_TASK STATEMENT:_ Lines after the one containing "with transaction-id correlation" are to be omitted; print exactly each line from the start of the records up to and including it.
+++ RECORDS SHOWN
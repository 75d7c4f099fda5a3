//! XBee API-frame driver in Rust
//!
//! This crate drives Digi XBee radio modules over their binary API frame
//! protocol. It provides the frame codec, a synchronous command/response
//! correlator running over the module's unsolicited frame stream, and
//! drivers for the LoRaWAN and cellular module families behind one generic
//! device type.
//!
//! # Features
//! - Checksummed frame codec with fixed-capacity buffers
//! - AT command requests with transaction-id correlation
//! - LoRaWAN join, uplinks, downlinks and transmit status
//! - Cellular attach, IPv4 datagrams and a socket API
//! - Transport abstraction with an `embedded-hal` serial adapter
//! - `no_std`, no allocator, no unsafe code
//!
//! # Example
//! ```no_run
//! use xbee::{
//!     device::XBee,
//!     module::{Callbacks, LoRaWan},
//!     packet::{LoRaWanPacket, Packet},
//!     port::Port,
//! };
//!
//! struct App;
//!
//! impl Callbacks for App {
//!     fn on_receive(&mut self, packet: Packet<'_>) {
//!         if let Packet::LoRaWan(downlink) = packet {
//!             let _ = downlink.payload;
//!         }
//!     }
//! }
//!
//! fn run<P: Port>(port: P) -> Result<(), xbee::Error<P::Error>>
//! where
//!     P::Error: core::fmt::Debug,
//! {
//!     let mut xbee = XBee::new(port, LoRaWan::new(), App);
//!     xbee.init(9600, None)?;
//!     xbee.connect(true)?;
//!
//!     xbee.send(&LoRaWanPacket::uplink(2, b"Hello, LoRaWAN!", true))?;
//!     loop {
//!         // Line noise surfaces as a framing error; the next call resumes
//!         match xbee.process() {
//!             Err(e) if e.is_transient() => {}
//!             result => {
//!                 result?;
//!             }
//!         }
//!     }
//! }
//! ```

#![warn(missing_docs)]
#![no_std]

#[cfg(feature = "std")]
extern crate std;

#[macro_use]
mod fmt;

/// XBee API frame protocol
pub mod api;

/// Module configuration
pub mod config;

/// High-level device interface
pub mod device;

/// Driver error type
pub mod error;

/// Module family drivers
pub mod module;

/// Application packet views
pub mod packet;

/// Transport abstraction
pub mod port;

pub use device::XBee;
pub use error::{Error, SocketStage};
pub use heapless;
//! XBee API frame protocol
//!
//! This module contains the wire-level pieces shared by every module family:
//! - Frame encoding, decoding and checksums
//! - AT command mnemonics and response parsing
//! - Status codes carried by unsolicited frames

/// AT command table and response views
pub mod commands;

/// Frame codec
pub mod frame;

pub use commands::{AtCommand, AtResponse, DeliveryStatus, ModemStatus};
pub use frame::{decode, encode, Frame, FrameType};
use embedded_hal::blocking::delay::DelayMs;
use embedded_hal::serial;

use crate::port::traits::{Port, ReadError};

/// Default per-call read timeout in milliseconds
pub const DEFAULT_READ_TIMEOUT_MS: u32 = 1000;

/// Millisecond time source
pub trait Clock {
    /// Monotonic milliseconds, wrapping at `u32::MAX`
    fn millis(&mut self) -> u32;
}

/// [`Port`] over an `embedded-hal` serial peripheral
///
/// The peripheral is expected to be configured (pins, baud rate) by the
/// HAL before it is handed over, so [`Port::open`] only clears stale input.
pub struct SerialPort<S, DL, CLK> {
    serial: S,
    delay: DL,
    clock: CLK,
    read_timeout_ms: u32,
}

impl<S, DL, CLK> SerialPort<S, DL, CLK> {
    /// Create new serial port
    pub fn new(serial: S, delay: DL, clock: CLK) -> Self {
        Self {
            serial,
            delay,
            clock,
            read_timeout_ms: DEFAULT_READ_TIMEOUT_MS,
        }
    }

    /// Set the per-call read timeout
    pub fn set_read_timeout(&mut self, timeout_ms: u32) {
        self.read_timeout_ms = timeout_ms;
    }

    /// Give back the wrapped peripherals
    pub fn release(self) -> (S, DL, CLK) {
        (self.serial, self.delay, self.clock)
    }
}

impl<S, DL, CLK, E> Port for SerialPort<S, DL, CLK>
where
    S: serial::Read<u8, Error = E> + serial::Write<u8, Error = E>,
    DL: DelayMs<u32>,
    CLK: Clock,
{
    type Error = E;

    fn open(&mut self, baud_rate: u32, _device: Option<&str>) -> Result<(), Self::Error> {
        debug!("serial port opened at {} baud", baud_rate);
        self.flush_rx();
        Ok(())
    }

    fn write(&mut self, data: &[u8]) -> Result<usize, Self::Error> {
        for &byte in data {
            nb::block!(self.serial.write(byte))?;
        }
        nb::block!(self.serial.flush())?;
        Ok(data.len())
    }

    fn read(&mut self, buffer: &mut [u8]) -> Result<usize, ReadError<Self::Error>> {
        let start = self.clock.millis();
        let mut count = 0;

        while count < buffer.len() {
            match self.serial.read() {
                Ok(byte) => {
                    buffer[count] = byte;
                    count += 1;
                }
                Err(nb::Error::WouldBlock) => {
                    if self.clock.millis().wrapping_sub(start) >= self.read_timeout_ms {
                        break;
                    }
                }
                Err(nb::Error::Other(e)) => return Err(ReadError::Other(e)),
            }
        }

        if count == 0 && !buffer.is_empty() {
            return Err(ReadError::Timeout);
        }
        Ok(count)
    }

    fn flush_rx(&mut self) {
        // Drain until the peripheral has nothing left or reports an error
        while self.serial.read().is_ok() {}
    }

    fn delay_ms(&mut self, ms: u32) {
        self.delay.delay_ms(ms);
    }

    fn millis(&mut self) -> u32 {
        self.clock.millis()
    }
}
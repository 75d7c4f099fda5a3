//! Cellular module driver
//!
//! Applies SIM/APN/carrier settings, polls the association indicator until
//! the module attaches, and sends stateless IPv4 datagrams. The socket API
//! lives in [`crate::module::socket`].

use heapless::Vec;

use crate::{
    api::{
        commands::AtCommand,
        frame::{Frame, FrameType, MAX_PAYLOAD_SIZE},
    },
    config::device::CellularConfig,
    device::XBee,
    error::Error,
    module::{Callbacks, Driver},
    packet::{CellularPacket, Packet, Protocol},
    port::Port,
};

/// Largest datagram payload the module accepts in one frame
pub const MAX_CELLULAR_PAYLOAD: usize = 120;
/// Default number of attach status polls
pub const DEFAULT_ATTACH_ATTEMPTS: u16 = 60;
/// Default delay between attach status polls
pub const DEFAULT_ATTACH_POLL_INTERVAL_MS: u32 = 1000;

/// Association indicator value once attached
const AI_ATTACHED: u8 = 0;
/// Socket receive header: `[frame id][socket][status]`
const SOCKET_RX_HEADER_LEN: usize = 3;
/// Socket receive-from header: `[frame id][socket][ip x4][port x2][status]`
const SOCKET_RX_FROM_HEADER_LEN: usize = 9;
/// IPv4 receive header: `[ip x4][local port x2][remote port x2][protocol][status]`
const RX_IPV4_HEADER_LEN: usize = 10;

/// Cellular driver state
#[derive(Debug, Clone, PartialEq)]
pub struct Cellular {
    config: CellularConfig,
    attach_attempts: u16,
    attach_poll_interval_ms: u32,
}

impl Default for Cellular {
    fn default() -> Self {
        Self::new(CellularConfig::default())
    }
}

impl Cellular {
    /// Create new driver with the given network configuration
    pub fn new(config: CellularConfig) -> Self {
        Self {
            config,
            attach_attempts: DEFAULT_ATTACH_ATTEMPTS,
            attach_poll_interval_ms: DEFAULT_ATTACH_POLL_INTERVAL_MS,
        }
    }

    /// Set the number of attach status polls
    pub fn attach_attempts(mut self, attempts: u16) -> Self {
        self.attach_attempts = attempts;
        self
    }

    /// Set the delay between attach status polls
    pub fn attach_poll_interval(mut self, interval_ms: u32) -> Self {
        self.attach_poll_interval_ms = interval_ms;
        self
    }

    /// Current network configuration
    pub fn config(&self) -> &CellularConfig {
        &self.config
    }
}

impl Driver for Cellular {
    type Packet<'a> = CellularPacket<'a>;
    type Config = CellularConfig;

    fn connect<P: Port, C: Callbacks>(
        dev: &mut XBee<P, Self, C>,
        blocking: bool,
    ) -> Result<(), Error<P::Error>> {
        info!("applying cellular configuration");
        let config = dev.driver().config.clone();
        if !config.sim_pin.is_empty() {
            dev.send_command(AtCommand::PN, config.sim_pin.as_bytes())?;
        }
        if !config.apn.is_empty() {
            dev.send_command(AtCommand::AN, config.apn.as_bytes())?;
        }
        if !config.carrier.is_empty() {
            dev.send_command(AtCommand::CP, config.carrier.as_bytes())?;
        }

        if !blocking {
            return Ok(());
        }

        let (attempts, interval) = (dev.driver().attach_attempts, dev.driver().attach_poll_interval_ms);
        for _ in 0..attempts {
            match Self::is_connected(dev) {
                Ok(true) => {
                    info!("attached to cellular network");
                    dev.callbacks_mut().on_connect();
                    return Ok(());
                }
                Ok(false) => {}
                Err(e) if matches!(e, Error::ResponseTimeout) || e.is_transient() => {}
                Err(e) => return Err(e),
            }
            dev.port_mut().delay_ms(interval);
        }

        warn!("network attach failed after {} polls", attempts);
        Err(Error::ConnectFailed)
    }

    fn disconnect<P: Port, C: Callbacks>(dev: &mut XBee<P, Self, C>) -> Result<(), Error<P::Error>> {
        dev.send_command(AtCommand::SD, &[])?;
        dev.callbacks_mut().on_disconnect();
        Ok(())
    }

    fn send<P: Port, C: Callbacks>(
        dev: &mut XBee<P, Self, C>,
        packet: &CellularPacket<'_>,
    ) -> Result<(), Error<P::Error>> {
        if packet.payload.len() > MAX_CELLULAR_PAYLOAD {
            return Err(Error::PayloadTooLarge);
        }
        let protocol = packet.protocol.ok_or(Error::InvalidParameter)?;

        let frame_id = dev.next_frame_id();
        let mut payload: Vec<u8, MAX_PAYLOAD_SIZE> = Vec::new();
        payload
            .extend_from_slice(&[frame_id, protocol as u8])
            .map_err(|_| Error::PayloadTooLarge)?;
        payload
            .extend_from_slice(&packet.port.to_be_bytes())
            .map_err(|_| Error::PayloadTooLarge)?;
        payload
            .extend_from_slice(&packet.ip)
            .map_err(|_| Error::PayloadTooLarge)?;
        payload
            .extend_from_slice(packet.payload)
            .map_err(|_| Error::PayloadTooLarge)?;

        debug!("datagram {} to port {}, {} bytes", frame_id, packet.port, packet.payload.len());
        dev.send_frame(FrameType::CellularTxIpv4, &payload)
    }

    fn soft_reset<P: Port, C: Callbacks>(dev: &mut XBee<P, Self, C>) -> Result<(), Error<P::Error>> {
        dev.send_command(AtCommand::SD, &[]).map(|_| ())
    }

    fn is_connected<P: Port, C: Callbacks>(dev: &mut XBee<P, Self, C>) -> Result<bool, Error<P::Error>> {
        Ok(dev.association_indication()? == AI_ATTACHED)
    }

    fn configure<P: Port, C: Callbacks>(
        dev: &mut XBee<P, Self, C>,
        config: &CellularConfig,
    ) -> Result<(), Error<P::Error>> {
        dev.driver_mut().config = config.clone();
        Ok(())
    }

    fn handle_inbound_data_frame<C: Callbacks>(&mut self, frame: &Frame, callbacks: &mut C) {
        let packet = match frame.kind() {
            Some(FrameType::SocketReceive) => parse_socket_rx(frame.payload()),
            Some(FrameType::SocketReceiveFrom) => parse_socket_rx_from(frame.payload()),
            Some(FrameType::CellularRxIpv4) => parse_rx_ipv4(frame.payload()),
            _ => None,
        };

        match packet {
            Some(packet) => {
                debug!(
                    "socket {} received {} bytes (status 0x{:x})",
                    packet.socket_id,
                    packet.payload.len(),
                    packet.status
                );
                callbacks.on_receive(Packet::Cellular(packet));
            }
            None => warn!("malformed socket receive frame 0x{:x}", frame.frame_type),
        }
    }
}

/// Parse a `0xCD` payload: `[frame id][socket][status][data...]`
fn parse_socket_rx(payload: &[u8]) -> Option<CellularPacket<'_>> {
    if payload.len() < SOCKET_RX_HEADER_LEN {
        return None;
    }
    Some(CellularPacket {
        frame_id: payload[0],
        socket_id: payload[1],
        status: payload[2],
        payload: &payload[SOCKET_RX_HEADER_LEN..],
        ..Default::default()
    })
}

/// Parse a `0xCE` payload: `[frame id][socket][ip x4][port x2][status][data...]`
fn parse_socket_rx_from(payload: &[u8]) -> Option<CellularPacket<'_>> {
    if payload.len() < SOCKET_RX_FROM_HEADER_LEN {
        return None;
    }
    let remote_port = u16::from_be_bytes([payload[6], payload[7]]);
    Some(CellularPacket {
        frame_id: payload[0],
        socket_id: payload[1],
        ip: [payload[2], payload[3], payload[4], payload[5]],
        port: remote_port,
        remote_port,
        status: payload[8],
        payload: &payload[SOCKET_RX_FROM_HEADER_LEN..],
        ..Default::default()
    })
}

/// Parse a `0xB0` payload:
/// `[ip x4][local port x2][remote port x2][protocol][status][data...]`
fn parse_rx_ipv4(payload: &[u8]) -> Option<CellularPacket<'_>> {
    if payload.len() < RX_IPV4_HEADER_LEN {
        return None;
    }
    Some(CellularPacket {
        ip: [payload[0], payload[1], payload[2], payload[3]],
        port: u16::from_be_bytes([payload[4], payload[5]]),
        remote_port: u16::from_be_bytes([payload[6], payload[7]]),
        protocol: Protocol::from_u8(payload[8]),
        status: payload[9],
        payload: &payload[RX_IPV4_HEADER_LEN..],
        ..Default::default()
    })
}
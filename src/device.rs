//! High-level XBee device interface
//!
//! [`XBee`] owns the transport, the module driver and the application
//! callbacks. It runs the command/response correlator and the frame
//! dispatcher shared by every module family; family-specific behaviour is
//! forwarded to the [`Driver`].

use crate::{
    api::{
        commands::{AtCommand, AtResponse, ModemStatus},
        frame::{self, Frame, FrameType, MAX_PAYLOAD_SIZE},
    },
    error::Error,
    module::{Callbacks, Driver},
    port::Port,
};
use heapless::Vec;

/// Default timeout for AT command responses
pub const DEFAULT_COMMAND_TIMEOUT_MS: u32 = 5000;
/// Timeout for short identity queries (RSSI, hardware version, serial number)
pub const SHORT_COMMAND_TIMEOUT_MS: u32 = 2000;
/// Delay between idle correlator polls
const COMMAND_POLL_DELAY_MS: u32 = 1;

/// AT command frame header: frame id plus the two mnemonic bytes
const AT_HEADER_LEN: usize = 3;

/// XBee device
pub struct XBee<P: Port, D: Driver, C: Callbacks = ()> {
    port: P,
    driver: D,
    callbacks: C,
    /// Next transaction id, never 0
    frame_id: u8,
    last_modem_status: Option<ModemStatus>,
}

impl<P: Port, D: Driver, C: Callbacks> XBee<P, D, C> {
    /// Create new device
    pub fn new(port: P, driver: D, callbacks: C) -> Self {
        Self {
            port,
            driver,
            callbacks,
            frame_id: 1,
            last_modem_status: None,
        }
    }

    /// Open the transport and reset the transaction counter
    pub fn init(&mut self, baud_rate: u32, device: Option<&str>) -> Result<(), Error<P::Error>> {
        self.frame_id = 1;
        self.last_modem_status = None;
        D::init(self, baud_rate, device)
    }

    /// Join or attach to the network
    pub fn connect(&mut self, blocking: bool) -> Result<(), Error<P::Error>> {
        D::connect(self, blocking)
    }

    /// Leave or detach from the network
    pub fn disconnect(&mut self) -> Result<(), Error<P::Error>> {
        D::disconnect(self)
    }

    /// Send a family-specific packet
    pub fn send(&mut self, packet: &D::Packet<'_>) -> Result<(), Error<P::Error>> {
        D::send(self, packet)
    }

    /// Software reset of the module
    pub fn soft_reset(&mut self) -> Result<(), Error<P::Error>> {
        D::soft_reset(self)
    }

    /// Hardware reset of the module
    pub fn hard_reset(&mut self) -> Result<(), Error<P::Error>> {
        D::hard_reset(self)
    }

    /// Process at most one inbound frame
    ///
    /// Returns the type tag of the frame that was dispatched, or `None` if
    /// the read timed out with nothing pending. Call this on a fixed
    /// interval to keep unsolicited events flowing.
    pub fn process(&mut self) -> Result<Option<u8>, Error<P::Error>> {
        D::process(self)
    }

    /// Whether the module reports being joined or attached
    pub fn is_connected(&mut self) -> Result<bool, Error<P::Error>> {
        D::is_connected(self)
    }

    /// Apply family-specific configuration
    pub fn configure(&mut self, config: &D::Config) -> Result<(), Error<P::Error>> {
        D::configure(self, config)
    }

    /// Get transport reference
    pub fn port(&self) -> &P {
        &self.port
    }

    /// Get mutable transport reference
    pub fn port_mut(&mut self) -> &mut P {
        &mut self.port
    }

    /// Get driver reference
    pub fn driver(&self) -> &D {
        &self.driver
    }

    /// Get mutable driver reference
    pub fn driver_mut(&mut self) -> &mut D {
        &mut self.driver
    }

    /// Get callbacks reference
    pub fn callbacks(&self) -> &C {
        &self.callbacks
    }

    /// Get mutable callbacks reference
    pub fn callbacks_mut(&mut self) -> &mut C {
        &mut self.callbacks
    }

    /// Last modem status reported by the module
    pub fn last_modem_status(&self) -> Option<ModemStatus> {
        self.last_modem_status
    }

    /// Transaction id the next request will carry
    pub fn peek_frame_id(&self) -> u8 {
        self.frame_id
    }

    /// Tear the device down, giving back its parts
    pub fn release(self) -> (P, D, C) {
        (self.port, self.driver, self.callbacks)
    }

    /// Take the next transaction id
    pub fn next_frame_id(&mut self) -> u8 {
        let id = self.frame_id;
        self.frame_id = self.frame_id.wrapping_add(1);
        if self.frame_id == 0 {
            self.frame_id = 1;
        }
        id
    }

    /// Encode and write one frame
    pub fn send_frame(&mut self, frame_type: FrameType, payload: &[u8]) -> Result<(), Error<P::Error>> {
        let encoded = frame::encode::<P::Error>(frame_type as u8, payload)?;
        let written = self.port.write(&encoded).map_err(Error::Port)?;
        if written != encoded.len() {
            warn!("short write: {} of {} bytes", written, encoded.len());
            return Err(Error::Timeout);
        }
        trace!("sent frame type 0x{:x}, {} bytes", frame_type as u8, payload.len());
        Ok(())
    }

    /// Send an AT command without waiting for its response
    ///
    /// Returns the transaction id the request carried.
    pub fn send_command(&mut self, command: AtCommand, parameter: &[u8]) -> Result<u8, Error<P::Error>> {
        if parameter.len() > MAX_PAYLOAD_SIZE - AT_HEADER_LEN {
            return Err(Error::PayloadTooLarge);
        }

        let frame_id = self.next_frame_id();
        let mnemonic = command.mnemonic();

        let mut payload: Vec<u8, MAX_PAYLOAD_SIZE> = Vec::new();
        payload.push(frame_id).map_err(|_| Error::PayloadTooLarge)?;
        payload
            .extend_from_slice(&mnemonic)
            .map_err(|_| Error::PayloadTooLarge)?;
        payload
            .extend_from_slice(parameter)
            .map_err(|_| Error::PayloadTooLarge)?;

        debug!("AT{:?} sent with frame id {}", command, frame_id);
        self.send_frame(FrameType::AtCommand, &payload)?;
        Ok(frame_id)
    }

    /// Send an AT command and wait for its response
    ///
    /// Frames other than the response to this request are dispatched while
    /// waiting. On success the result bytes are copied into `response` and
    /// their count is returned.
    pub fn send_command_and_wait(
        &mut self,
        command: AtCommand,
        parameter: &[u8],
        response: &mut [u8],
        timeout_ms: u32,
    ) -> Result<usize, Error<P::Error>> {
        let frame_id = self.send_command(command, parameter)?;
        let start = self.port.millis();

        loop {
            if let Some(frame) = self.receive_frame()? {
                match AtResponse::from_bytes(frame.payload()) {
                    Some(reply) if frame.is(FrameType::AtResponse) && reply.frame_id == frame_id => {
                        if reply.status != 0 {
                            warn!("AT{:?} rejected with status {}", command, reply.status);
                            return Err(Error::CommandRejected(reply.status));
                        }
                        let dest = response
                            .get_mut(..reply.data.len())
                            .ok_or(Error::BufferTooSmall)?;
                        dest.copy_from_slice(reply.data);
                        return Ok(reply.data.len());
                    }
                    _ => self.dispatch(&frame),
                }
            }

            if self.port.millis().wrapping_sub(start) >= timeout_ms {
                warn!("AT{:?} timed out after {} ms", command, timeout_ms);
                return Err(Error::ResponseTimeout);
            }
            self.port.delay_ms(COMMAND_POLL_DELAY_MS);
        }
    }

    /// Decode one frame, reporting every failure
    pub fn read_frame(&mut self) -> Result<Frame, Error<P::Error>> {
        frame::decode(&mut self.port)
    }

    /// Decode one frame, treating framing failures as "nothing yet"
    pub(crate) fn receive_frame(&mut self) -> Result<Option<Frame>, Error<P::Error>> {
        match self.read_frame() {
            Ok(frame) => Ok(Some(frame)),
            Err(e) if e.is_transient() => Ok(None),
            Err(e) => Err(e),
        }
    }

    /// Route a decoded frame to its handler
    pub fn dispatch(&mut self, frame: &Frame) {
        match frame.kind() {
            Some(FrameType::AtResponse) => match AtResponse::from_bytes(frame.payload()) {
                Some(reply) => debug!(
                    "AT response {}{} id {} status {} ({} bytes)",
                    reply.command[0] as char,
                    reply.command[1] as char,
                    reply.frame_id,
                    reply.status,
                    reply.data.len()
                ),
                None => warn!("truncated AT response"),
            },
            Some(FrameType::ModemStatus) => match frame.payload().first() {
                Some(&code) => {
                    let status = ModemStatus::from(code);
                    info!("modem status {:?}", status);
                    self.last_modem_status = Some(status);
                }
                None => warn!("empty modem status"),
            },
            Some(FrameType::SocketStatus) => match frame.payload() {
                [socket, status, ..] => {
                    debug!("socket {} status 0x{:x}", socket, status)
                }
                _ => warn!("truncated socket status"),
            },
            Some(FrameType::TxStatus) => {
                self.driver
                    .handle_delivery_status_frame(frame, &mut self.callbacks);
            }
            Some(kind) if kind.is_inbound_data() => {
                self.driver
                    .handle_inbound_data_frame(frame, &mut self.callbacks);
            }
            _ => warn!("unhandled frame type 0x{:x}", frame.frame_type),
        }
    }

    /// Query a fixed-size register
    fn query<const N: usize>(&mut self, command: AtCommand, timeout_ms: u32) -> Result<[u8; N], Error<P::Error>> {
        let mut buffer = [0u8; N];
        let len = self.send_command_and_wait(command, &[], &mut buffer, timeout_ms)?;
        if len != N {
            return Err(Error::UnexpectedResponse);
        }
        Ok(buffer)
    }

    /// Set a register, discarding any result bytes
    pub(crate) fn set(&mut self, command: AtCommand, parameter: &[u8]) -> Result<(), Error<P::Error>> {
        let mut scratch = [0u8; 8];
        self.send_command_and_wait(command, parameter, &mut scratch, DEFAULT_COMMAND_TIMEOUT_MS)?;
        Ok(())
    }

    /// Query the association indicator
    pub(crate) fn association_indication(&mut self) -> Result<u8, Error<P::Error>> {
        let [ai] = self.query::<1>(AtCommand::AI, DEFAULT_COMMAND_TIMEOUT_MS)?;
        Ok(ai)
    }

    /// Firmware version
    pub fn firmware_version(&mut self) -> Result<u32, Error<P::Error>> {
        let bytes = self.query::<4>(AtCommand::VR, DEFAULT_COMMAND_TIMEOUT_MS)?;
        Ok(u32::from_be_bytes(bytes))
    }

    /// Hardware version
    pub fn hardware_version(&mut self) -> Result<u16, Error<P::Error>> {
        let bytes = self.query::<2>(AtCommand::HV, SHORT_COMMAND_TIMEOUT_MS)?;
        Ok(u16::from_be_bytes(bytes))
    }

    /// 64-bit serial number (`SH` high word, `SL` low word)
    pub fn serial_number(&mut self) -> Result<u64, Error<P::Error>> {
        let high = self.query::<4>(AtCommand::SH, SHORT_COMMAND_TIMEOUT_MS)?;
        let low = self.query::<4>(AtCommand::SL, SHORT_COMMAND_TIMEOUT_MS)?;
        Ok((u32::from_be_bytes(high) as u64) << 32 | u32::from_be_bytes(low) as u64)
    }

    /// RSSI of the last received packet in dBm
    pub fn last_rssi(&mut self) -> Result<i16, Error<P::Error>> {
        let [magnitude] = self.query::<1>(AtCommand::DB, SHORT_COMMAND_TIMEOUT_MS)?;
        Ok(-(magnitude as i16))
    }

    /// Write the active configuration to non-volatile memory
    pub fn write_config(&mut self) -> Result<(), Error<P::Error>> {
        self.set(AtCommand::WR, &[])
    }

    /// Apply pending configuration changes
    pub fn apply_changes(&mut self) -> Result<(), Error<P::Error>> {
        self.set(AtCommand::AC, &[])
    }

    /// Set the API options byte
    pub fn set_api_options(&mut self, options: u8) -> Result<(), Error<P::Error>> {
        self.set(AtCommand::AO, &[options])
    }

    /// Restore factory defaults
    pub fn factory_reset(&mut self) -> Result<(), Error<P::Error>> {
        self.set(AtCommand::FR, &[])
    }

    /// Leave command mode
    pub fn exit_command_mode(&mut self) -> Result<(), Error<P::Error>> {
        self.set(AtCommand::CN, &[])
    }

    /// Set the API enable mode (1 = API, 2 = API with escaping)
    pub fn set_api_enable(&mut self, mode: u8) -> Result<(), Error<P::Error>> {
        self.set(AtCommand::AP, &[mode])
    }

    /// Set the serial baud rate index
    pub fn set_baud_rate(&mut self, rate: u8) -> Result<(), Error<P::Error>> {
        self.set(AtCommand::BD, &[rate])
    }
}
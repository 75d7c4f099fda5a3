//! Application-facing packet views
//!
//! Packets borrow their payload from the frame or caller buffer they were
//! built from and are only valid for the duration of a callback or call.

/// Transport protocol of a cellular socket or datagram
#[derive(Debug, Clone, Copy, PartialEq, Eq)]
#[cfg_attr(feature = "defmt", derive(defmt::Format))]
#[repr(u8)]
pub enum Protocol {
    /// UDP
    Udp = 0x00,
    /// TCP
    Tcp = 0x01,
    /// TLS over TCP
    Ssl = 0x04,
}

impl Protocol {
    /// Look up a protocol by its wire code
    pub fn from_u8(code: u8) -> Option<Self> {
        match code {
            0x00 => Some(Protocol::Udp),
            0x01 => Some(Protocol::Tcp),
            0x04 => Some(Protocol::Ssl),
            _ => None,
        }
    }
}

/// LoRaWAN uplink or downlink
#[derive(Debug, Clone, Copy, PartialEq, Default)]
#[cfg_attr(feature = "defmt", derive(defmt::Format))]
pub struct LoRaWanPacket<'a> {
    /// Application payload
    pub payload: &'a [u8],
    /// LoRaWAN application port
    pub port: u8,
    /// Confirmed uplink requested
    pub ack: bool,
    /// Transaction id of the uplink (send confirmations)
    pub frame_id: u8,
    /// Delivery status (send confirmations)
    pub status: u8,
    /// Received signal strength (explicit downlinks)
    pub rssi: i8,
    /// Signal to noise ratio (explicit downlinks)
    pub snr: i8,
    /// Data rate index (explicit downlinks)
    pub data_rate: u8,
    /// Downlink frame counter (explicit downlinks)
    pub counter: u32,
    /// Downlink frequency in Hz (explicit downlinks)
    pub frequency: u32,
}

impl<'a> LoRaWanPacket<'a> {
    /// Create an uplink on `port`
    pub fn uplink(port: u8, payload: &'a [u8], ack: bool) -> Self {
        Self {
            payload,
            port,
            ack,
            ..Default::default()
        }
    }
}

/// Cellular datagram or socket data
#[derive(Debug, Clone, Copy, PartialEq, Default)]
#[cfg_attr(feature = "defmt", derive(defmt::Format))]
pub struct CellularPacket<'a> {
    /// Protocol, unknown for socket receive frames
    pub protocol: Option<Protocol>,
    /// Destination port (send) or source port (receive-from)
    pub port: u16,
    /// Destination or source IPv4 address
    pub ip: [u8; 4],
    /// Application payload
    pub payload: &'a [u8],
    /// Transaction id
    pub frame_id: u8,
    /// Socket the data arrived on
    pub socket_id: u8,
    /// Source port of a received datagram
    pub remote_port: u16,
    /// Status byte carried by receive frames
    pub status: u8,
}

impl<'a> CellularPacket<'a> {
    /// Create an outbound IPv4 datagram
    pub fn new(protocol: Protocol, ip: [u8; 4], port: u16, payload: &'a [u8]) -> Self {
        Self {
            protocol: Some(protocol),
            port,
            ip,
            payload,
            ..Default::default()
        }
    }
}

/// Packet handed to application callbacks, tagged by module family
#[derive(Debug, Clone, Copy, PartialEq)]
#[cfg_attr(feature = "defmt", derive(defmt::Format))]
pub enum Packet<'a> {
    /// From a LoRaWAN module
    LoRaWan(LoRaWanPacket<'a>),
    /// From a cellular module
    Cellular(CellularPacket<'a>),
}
++++++
_ANSWER BELOW:_
repository 75d7c4f099fda5a3
//! XBee API-frame driver in Rust
//!
//! This crate drives Digi XBee radio modules over their binary API frame
//! protocol. It provides the frame codec, a synchronous command/response
//! correlator running over the module's unsolicited frame stream, and
//! drivers for the LoRaWAN and cellular module families behind one generic
//! device type.
//!
//! # Features
//! - Checksummed frame codec with fixed-capacity buffers
//! - AT command requests with transaction-id correlation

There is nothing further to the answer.